I. Copper Chemistry in Water at Room Temperature II. Aryl Carbon-Hydrogen Functionalization at Room Temperature III. Atroposelective Syntheses of Axially Chiral Biaryls

The first part of this dissertation describes copper hydride chemistry under environmentally attractive conditions by taking advantage of micellar catalysis. Reactions can be performed in water at room temperature. The combination of silane PMHS, nonracemic ligand, and amphiphile has led to a viable, "greener" method for this otherwise well-established transformation normally run in organic solvents at low temperature. In addition, the Cu-catalyzed conjugate addtion of carbon nucleophiles can be done in pure water, even though it as yet has not synthetically useful.;The second part focuses on facile C--H activation reactions of aryl ureas with arylboronic acids and arcrylates at room temperature catalyzed by a dicationic palladium complex.
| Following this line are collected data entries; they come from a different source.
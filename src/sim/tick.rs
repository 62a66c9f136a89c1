//! Round engine
//!
//! Drives one session: fixed-step countdown, hit resolution, difficulty
//! progression and target spawning. Wall-clock deltas are folded into a
//! fixed-step accumulator so behavior is deterministic under test.

use glam::Vec2;
use rand::Rng;

use super::command::{Overlay, RenderCommand};
use super::difficulty;
use super::state::{EndReason, GameState, Phase, Session, SessionSummary, Target, TargetKind};
use crate::consts::*;

/// Begin a fresh session. Valid from any phase; a terminal session never
/// resumes any other way.
pub fn start(state: &mut GameState) {
    state.session = Session::default();
    state.phase = Phase::Active;
    state.elapsed_ms = 0.0;
    state.accum_ms = 0.0;
    state.timer.set_budget(difficulty::budget_ms(1));

    state.emit(RenderCommand::UpdateScore("Score: 0".into()));
    state.emit(RenderCommand::UpdateLevel("Level: 1".into()));
    state.emit(RenderCommand::UpdateCombo("Combo: x1".into()));
    spawn_target(state);

    log::info!("session started (seed {})", state.seed);
}

/// Feed a wall-clock delta into the countdown. Steps in whole `TICK_MS`
/// quanta; the remainder stays in the accumulator for the next frame.
pub fn advance(state: &mut GameState, elapsed_ms: f64) {
    if !state.is_active() {
        return;
    }
    state.accum_ms += elapsed_ms;
    while state.accum_ms >= TICK_MS as f64 {
        state.accum_ms -= TICK_MS as f64;
        step(state);
        if !state.is_active() {
            break;
        }
    }
}

/// One fixed countdown tick
fn step(state: &mut GameState) {
    state.elapsed_ms += TICK_MS as f64;
    state.timer.remaining_ms -= TICK_MS;
    state.emit(RenderCommand::UpdateTimer(state.timer.fraction()));

    if state.timer.remaining_ms <= 0 {
        end_session(state, EndReason::Timeout);
    }
}

/// Resolve a tap on the live target. Ignored outside an active session.
pub fn on_hit(state: &mut GameState, at_ms: f64, pos: Vec2) {
    if !state.is_active() {
        return;
    }
    let Some(target) = state.target else {
        return;
    };

    if target.kind == TargetKind::Bomb {
        state.emit(RenderCommand::SpawnParticles {
            x: pos.x,
            y: pos.y,
            color: TargetKind::Bomb.particle_color(),
        });
        let (freq, duration_ms, volume) = TargetKind::Bomb.tone(state.session.combo);
        state.emit(RenderCommand::PlayTone {
            freq,
            duration_ms,
            volume,
        });
        end_session(state, EndReason::Bomb);
        return;
    }

    // Combo chains while hits stay inside the window
    let chained = state
        .session
        .last_hit_ms
        .is_some_and(|last| at_ms - last < COMBO_WINDOW_MS);
    state.session.combo = if chained { state.session.combo + 1 } else { 1 };
    state.session.last_hit_ms = Some(at_ms);

    state.session.score += target.kind.base_gain() * state.session.combo;

    if target.kind == TargetKind::Freeze {
        state.timer.extend(FREEZE_EXTEND_MS, FREEZE_CAP_SLACK_MS);
    }

    let level = difficulty::level_for_score(state.session.score);
    if level > state.session.level {
        state.session.level = level;
        state.timer.set_budget(difficulty::budget_ms(level));
        state.emit(RenderCommand::UpdateLevel(format!("Level: {level}")));
        state.emit(RenderCommand::PlayTone {
            freq: 900.0,
            duration_ms: 100,
            volume: 0.25,
        });
    }

    state.emit(RenderCommand::UpdateScore(format!(
        "Score: {}",
        state.session.score
    )));
    state.emit(RenderCommand::UpdateCombo(format!(
        "Combo: x{}",
        state.session.combo
    )));
    state.emit(RenderCommand::SpawnParticles {
        x: pos.x,
        y: pos.y,
        color: target.kind.particle_color(),
    });
    let (freq, duration_ms, volume) = target.kind.tone(state.session.combo);
    state.emit(RenderCommand::PlayTone {
        freq,
        duration_ms,
        volume,
    });

    spawn_target(state);
}

/// Terminate the session and report the result. The accumulator is
/// zeroed so no queued tick mutates state afterwards.
pub fn end_session(state: &mut GameState, reason: EndReason) -> SessionSummary {
    state.phase = Phase::Terminal(reason);
    state.accum_ms = 0.0;
    state.target = None;

    let summary = SessionSummary {
        final_score: state.session.score,
        final_level: state.session.level,
        is_new_high_score: state.session.score > state.high_score,
    };

    state.emit(RenderCommand::HideTarget);
    state.emit(RenderCommand::ShowOverlay(Overlay::GameOver));
    state.emit(RenderCommand::SessionSummary(summary));

    log::info!(
        "session over ({:?}): score {} at level {}",
        reason,
        summary.final_score,
        summary.final_level
    );
    summary
}

/// Replace the live target with a fresh draw and restart the countdown.
/// Kind, size and position are re-derived on every spawn.
fn spawn_target(state: &mut GameState) {
    let size = difficulty::target_size(state.session.level);
    let kind = pick_target_kind(state.rng.random::<f32>());

    let max_x = (state.playfield.width - size).max(0.0);
    let max_y = (state.playfield.height - size).max(HUD_TOP_INSET);
    let x = state.rng.random_range(0.0..=max_x);
    let y = state.rng.random_range(HUD_TOP_INSET..=max_y);

    state.target = Some(Target {
        kind,
        size,
        pos: Vec2::new(x, y),
        spawn_ms: state.elapsed_ms,
    });
    state.timer.refill();

    state.emit(RenderCommand::ShowTarget { kind, size, x, y });
    state.emit(RenderCommand::UpdateTimer(state.timer.fraction()));
}

/// Weighted kind draw from a single uniform sample (~8% bombs)
fn pick_target_kind(r: f32) -> TargetKind {
    if r < 0.65 {
        TargetKind::Normal
    } else if r < 0.80 {
        TargetKind::Bonus
    } else if r < 0.92 {
        TargetKind::Freeze
    } else {
        TargetKind::Bomb
    }
}

#[cfg(test)]
mod tests {
    use super::*;
    use rand::SeedableRng;
    use rand_pcg::Pcg32;

    fn active_state(seed: u64) -> GameState {
        let mut state = GameState::new(seed);
        start(&mut state);
        state.drain_commands();
        state
    }

    fn force_kind(state: &mut GameState, kind: TargetKind) {
        state.target.as_mut().unwrap().kind = kind;
    }

    fn tap(state: &mut GameState, at_ms: f64) {
        let pos = state.target.unwrap().pos;
        on_hit(state, at_ms, pos);
    }

    #[test]
    fn test_start_resets_session() {
        let mut state = GameState::new(42);
        assert_eq!(state.phase, Phase::Idle);

        start(&mut state);
        assert_eq!(state.phase, Phase::Active);
        assert_eq!(state.session.score, 0);
        assert_eq!(state.session.level, 1);
        assert_eq!(state.session.combo, 1);
        assert_eq!(state.session.last_hit_ms, None);
        assert_eq!(state.timer.budget_ms, 1300);
        assert_eq!(state.timer.remaining_ms, 1300);
        assert!(state.target.is_some());
    }

    #[test]
    fn test_quick_hits_chain_combo() {
        let mut state = active_state(42);

        force_kind(&mut state, TargetKind::Normal);
        tap(&mut state, 0.0);
        assert_eq!(state.session.score, 1);
        assert_eq!(state.session.combo, 1);

        // 200ms later, inside the 800ms window
        force_kind(&mut state, TargetKind::Normal);
        tap(&mut state, 200.0);
        assert_eq!(state.session.combo, 2);
        assert_eq!(state.session.score, 3);
    }

    #[test]
    fn test_combo_resets_outside_window() {
        let mut state = active_state(42);

        force_kind(&mut state, TargetKind::Normal);
        tap(&mut state, 0.0);
        force_kind(&mut state, TargetKind::Normal);
        tap(&mut state, 300.0);
        assert_eq!(state.session.combo, 2);

        // Exactly the window is already too slow
        force_kind(&mut state, TargetKind::Normal);
        tap(&mut state, 300.0 + COMBO_WINDOW_MS);
        assert_eq!(state.session.combo, 1);
    }

    #[test]
    fn test_bonus_scores_triple() {
        let mut state = active_state(7);
        force_kind(&mut state, TargetKind::Bonus);
        tap(&mut state, 0.0);
        assert_eq!(state.session.score, 3);
    }

    #[test]
    fn test_bomb_ends_session_without_scoring() {
        let mut state = active_state(7);
        force_kind(&mut state, TargetKind::Normal);
        tap(&mut state, 0.0);

        force_kind(&mut state, TargetKind::Bomb);
        tap(&mut state, 100.0);
        assert_eq!(state.phase, Phase::Terminal(EndReason::Bomb));
        assert_eq!(state.session.score, 1);
        assert!(state.target.is_none());
    }

    #[test]
    fn test_freeze_scores_one_and_countdown_restarts() {
        let mut state = active_state(7);
        advance(&mut state, 400.0);

        force_kind(&mut state, TargetKind::Freeze);
        tap(&mut state, 0.0);
        assert_eq!(state.session.score, 1);
        // The next target always starts from the full budget
        assert_eq!(state.timer.remaining_ms, state.timer.budget_ms);
    }

    #[test]
    fn test_level_up_at_ten_points() {
        let mut state = active_state(42);
        state.session.score = 9;

        force_kind(&mut state, TargetKind::Normal);
        tap(&mut state, 0.0);
        assert_eq!(state.session.score, 10);
        assert_eq!(state.session.level, 2);
        assert_eq!(state.timer.budget_ms, 1200);
        assert_eq!(state.timer.remaining_ms, 1200);
        assert_eq!(state.target.unwrap().size, 76.0);
    }

    #[test]
    fn test_timeout_terminates_and_freezes_state() {
        let mut state = active_state(42);
        advance(&mut state, 1300.0 + TICK_MS as f64);
        assert_eq!(state.phase, Phase::Terminal(EndReason::Timeout));
        assert!(!state.is_active());

        // Nothing mutates a terminal session
        let snapshot = state.session;
        advance(&mut state, 1000.0);
        on_hit(&mut state, 0.0, Vec2::ZERO);
        assert_eq!(state.session, snapshot);
        assert_eq!(state.phase, Phase::Terminal(EndReason::Timeout));
    }

    #[test]
    fn test_hits_ignored_while_idle() {
        let mut state = GameState::new(42);
        on_hit(&mut state, 0.0, Vec2::new(10.0, 10.0));
        assert_eq!(state.phase, Phase::Idle);
        assert_eq!(state.session.score, 0);
    }

    #[test]
    fn test_accumulator_steps_fixed_quanta() {
        let mut state = active_state(42);
        // 40ms = two whole ticks, 8ms carried over
        advance(&mut state, 40.0);
        assert_eq!(state.timer.remaining_ms, 1300 - 2 * TICK_MS);
        advance(&mut state, 8.0);
        assert_eq!(state.timer.remaining_ms, 1300 - 3 * TICK_MS);
    }

    #[test]
    fn test_kind_draw_thresholds() {
        assert_eq!(pick_target_kind(0.0), TargetKind::Normal);
        assert_eq!(pick_target_kind(0.649), TargetKind::Normal);
        assert_eq!(pick_target_kind(0.65), TargetKind::Bonus);
        assert_eq!(pick_target_kind(0.799), TargetKind::Bonus);
        assert_eq!(pick_target_kind(0.80), TargetKind::Freeze);
        assert_eq!(pick_target_kind(0.919), TargetKind::Freeze);
        assert_eq!(pick_target_kind(0.92), TargetKind::Bomb);
        assert_eq!(pick_target_kind(0.999), TargetKind::Bomb);
    }

    #[test]
    fn test_kind_draw_covers_all_kinds() {
        let mut rng = Pcg32::seed_from_u64(1234);
        let mut counts = [0u32; 4];
        for _ in 0..10_000 {
            let idx = match pick_target_kind(rng.random::<f32>()) {
                TargetKind::Normal => 0,
                TargetKind::Bonus => 1,
                TargetKind::Freeze => 2,
                TargetKind::Bomb => 3,
            };
            counts[idx] += 1;
        }
        assert!(counts.iter().all(|&c| c > 0));
        // Bombs stay the rare draw
        assert!(counts[3] < counts[0]);
        assert!((400..1600).contains(&counts[3]));
    }

    #[test]
    fn test_spawns_stay_in_bounds() {
        let mut state = active_state(99);
        state.set_playfield(320.0, 480.0);
        for _ in 0..200 {
            spawn_target(&mut state);
            let t = state.target.unwrap();
            assert!(t.pos.x >= 0.0);
            assert!(t.pos.x <= state.playfield.width - t.size);
            assert!(t.pos.y >= HUD_TOP_INSET);
            assert!(t.pos.y <= state.playfield.height - t.size);
        }
    }

    #[test]
    fn test_determinism() {
        // Same seed and same script produce the same command stream
        let mut a = GameState::new(555);
        let mut b = GameState::new(555);
        for state in [&mut a, &mut b] {
            start(state);
            advance(state, 100.0);
            let pos = state.target.unwrap().pos;
            on_hit(state, 50.0, pos);
            advance(state, 64.0);
        }
        assert_eq!(a.drain_commands(), b.drain_commands());
        assert_eq!(a.session, b.session);
        assert_eq!(a.target.map(|t| t.kind), b.target.map(|t| t.kind));
    }
}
Some evidences as the mechanisms involved were also obtained. A cationic Pd(II) complex was found to smoothly react with aryl ureas to rapidly produce the corresponding cationic palladacycle at room temperature. The structure of the palladacycle was determined by X-ray analysis.;Finally, significant progress has been made towards the atropselective syntheses of axial chiral biaryl natural products in our group. During the course of these studies, an asymmetric total synthesis of (+)-korupensamine B has been completed in 7% overall yield, with a longest sequence of 18 steps from commercially available materials. This concise synthesis features a stereocontrolled biaryl coupling between the highly functionalized naphthyl and THIQ subsections. The construction of the naphthylisoquinoline framework may invoke pi-stacking interactions as a source of stereocontrol. Furthermore, in order to make the tether ligand reusable, an ester linker instead of ether linker was redesigned and synthesized for the synthesis of the AB ring system of vancomycin. Thirdly, combining these concepts with previous studies, we are aiming at enantioselective synthesis of (-)-marinopyrrole A, via a direct coupling of two fully elaborated pyrrole units. The synthetic pathway to fully elaborated pyrrole units has been developed. Further studies on vancomycin and marinopyrrole A are currently being investigated in our laboratories.